Researchers with MITRE used the Triton malware to test the detection ability of five different cybersecurity products from ICS vendors. The results of the exam can be found here

Industrial control systems are used by many of the world’s most critical infrastructures, including energy transmission and distribution plants, oil refineries, wastewater treatment facilities and more.

MITRE Evaluations created a “curated knowledge base of adversary tactics, techniques and procedures based on known threats to industrial control systems” and used it to test products from Armis, Claroty, Microsoft, Dragos and the Institute for Information Industry.
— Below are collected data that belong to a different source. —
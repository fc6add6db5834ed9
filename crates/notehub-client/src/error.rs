// ABOUTME: Error types for notehub-client
// ABOUTME: Cloneable so one failed request can be handed to every waiting caller

use thiserror::Error;

/// Errors that can occur in notehub-client operations
#[derive(Debug, Clone, PartialEq, Eq, Error)]
pub enum ApiError {
    #[error("Configuration error: {0}")]
    Config(String),

    #[error("Connection failed: {0}")]
    Transport(String),

    #[error("Server rejected request ({status}): {message}")]
    Status { status: u16, message: String },

    #[error("Invalid response: {0}")]
    Decode(String),
}

impl ApiError {
    /// True for 4xx/5xx responses, false for everything that never reached the server
    pub fn is_rejection(&self) -> bool {
        matches!(self, ApiError::Status { .. })
    }
}

impl From<reqwest::Error> for ApiError {
    fn from(err: reqwest::Error) -> Self {
        if err.is_decode() {
            ApiError::Decode(err.to_string())
        } else if let Some(status) = err.status() {
            ApiError::Status {
                status: status.as_u16(),
                message: err.to_string(),
            }
        } else if err.is_builder() {
            ApiError::Config(err.to_string())
        } else {
            ApiError::Transport(err.to_string())
        }
    }
}

pub type Result<T> = std::result::Result<T, ApiError>;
MITRE said in a statement that Triton had been created by Russia’s Central Scientific Research Institute of Chemistry and Mechanics and had been used to attack industrial control systems across North America, Europe and the Middle East. The malware stops officials from addressing hazards and other conditions by specifically targeting safety systems. 

The US Treasury Department imposed sanctions on the Russian institute after Triton was used to shut down a Saudi refinery. 

Otis Alexander, leader of the ATT&CK Evaluations for ICS, said they chose to emulate the Triton malware because it targets safety systems, which “prevent some of the worst consequences from happening when something goes wrong in an industrial control setting.” 

“The amount of publicly reported data from the attacks and the devastating impact of the malware help ensure this is a robust emulation. We hope the evaluations can help organizations find security tools that are best suited to their individual needs,” Alexander said. 

“Our evaluations are intended to take the guesswork out of the process while providing realistic expectations about what security products can provide.”

According to MITRE, there are multiple ways ICS attacks can be detected and a number of different products that can handle the task. The study was part of a larger effort to help cybersecurity teams understand their tools and improve their work. 

The tests can help organizations understand which cybersecurity products are best at handling “volume of detections, the stage of attack when the detections occur, the types of data sources offered and how information may be presented.”

Yuval Eldar, general manager for IoT/OT security at Microsoft, said that with recent attacks targeting core business operations, community collaboration will help improve security products. He thanked MITRE Engenuity for the chance to test their agentless Azure Defender for IoT solution and Azure Sentinel SIEM/SOAR solution. 

“We look forward to our continued partnership and building upon what we learned about the need for a holistic SIEM/XDR view across networks, endpoints, identity, and other domains in our clients’ IT/OT infrastructures,” Eldar said. 

The ICS evaluations are intended to help organizations decide between cybersecurity products. MITRE Engenuity also provides similar services for security products for enterprise networks. They recently used attacks from cybercrime groups FIN7 and Carbanak to test 29 different cybersecurity products. 

Frank Duff, general manager of the ATT&CK Evaluations program, said vendors trust the organizations “to improve their offerings, and the community trusts that we’ll provide transparency into the technology that is necessary to make the best decisions for their unique environment.” 

“Unlike closed door assessments, we use a purple teaming approach with the vendor to optimize the evaluation process,” Duff explained. “MITRE experts provide the red team while the vendor provides the blue team to ensure complete visibility, while allowing the vendor to learn directly from ATT&CK experts.”